ACTION ITEM - Copy the records below exactly as they appear.

[[ RECORDED INFORMATION, beginning ]]

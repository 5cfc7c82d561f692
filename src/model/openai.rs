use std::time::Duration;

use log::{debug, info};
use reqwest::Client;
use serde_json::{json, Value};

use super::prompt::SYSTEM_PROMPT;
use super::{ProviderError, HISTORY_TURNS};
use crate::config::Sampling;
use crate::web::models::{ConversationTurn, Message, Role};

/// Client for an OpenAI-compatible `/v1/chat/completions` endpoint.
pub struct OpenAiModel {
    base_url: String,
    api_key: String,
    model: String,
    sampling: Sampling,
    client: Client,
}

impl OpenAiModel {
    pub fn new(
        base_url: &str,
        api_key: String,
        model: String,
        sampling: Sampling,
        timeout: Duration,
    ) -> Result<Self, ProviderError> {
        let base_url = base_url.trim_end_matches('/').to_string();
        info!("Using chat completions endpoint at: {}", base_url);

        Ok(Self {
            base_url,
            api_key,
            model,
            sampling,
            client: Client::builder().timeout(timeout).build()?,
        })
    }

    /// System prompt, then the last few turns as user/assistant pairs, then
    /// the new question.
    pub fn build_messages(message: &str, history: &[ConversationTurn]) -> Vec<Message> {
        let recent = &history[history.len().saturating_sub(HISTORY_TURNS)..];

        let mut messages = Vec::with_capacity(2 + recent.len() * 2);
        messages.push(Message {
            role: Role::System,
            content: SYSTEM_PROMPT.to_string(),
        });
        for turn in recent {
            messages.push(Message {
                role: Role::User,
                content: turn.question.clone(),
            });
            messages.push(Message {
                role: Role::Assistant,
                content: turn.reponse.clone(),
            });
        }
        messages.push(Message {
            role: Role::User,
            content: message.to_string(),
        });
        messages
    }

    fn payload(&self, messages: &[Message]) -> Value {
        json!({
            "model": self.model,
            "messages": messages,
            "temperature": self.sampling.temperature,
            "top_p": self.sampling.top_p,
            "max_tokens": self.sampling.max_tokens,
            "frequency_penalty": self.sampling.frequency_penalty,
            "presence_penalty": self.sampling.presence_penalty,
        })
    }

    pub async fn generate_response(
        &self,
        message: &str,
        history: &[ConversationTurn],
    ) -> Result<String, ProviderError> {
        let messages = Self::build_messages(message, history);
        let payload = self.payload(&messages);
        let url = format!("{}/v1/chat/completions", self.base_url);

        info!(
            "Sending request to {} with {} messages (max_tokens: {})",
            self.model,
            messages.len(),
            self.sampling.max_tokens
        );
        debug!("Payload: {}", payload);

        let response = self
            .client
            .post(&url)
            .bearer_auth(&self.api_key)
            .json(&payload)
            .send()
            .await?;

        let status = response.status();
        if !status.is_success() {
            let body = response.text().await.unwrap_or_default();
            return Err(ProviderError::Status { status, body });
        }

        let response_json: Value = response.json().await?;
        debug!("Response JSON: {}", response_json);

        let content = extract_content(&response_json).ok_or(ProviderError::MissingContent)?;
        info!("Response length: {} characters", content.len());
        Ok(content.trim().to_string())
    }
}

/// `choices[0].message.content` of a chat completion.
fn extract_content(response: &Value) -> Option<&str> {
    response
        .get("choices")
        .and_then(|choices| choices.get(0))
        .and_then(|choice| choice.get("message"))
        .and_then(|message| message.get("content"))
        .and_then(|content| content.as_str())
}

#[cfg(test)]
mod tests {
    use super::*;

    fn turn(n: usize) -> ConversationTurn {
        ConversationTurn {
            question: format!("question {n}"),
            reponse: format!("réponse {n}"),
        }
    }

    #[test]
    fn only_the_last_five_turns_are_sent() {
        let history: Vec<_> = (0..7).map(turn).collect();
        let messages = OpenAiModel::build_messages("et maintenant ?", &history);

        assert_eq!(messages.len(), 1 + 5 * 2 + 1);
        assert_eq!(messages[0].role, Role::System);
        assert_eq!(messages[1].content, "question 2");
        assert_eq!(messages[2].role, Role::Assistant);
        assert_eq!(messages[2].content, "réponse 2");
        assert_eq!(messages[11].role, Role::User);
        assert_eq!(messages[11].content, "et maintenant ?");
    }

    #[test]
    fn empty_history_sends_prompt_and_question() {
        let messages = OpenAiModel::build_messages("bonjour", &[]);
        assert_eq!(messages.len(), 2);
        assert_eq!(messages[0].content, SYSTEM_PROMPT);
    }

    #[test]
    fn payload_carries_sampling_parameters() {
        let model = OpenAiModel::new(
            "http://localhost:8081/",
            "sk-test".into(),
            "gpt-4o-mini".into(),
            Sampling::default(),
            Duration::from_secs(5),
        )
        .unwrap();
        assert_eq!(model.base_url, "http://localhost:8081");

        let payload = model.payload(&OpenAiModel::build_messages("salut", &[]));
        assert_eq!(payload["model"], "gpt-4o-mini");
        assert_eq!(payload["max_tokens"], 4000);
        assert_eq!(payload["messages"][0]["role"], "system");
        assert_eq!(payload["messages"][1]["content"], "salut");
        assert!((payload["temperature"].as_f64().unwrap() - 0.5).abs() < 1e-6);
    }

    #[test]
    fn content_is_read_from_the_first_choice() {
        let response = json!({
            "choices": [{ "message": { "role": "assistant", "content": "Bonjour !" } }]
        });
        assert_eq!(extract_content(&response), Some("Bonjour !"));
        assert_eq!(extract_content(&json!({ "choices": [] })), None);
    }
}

[[ RECORDED INFORMATION, end ]]

REPLY TO THE EXERCISE -
repository 5cfc7c82d561f692
filename src/model/openai.rs
use std::time::Duration;

use log::{debug, info};
use reqwest::Client;
use serde_json::{json, Value};

use super::prompt::SYSTEM_PROMPT;
use super::{ProviderError, HISTORY_TURNS};
use crate::config::Sampling;
use crate::web::models::{ConversationTurn, Message, Role};

/// Client for an OpenAI-compatible `/v1/chat/completions` endpoint.
pub struct OpenAiModel {
    base_url: String,
    api_key: String,
    model: String,
    sampling: Sampling,
    client: Client,
}

impl OpenAiModel {
    pub fn new(
        base_url: &str,
        api_key: String,
        model: String,
        sampling: Sampling,
        timeout: Duration,
    ) -> Result<Self, ProviderError> {
        let base_url = base_url.trim_end_matches('/').to_string();
        info!("Using chat completions endpoint at: {}", base_url);

        Ok(Self {
            base_url,
            api_key,
            model,
            sampling,
            client: Client::builder().timeout(timeout).build()?,
        })
    }

    /// System prompt, then the last few turns as user/assistant pairs, then
    /// the new question.
    pub fn build_messages(message: &str, history: &[ConversationTurn]) -> Vec<Message> {
        let recent = &history[history.len().saturating_sub(HISTORY_TURNS)..];

        let mut messages = Vec::with_capacity(2 + recent.len() * 2);
        messages.push(Message {
            role: Role::System,
            content: SYSTEM_PROMPT.to_string(),
        });
        for turn in recent {
            messages.push(Message {
                role: Role::User,
                content: turn.question.clone(),
            });
            messages.push(Message {
                role: Role::Assistant,
                content: turn.reponse.clone(),
            });
        }
        messages.push(Message {
            role: Role::User,
            content: message.to_string(),
        });
        messages
    }

    fn payload(&self, messages: &[Message]) -> Value {
        json!({
            "model": self.model,
            "messages": messages,
            "temperature": self.sampling.temperature,
            "top_p": self.sampling.top_p,
            "max_tokens": self.sampling.max_tokens,
            "frequency_penalty": self.sampling.frequency_penalty,
            "presence_penalty": self.sampling.presence_penalty,
        })
    }

    pub async fn generate_response(
        &self,
        message: &str,
        history: &[ConversationTurn],
    ) -> Result<String, ProviderError> {
        let messages = Self::build_messages(message, history);
        let payload = self.payload(&messages);
        let url = format!("{}/v1/chat/completions", self.base_url);

        info!(
            "Sending request to {} with {} messages (max_tokens: {})",
            self.model,
            messages.len(),
            self.sampling.max_tokens
        );
        debug!("Payload: {}", payload);

        let response = self
            .client
            .post(&url)
            .bearer_auth(&self.api_key)
            .json(&payload)
            .send()
            .await?;

        let status = response.status();
        if !status.is_success() {
            let body = response.text().await.unwrap_or_default();
            return Err(ProviderError::Status { status, body });
        }

        let response_json: Value = response.json().await?;
        debug!("Response JSON: {}", response_json);

        let content = extract_content(&response_json).ok_or(ProviderError::MissingContent)?;
        info!("Response length: {} characters", content.len());
        Ok(content.trim().to_string())
    }
}

/// `choices[0].message.content` of a chat completion.
fn extract_content(response: &Value) -> Option<&str> {
    response
        .get("choices")
        .and_then(|choices| choices.get(0))
        .and_then(|choice| choice.get("message"))
        .and_then(|message| message.get("content"))
        .and_then(|content| content.as_str())
}

#[cfg(test)]
mod tests {
    use super::*;

    fn turn(n: usize) -> ConversationTurn {
        ConversationTurn {
            question: format!("question {n}"),
            reponse: format!("réponse {n}"),
        }
    }

    #[test]
    fn only_the_last_five_turns_are_sent() {
        let history: Vec<_> = (0..7).map(turn).collect();
        let messages = OpenAiModel::build_messages("et maintenant ?", &history);

        assert_eq!(messages.len(), 1 + 5 * 2 + 1);
        assert_eq!(messages[0].role, Role::System);
        assert_eq!(messages[1].content, "question 2");
        assert_eq!(messages[2].role, Role::Assistant);
        assert_eq!(messages[2].content, "réponse 2");
        assert_eq!(messages[11].role, Role::User);
        assert_eq!(messages[11].content, "et maintenant ?");
    }

    #[test]
    fn empty_history_sends_prompt_and_question() {
        let messages = OpenAiModel::build_messages("bonjour", &[]);
        assert_eq!(messages.len(), 2);
        assert_eq!(messages[0].content, SYSTEM_PROMPT);
    }

    #[test]
    fn payload_carries_sampling_parameters() {
        let model = OpenAiModel::new(
            "http://localhost:8081/",
            "sk-test".into(),
            "gpt-4o-mini".into(),
            Sampling::default(),
            Duration::from_secs(5),
        )
        .unwrap();
        assert_eq!(model.base_url, "http://localhost:8081");

        let payload = model.payload(&OpenAiModel::build_messages("salut", &[]));
        assert_eq!(payload["model"], "gpt-4o-mini");
        assert_eq!(payload["max_tokens"], 4000);
        assert_eq!(payload["messages"][0]["role"], "system");
        assert_eq!(payload["messages"][1]["content"], "salut");
        assert!((payload["temperature"].as_f64().unwrap() - 0.5).abs() < 1e-6);
    }

    #[test]
    fn content_is_read_from_the_first_choice() {
        let response = json!({
            "choices": [{ "message": { "role": "assistant", "content": "Bonjour !" } }]
        });
        assert_eq!(extract_content(&response), Some("Bonjour !"));
        assert_eq!(extract_content(&json!({ "choices": [] })), None);
    }
}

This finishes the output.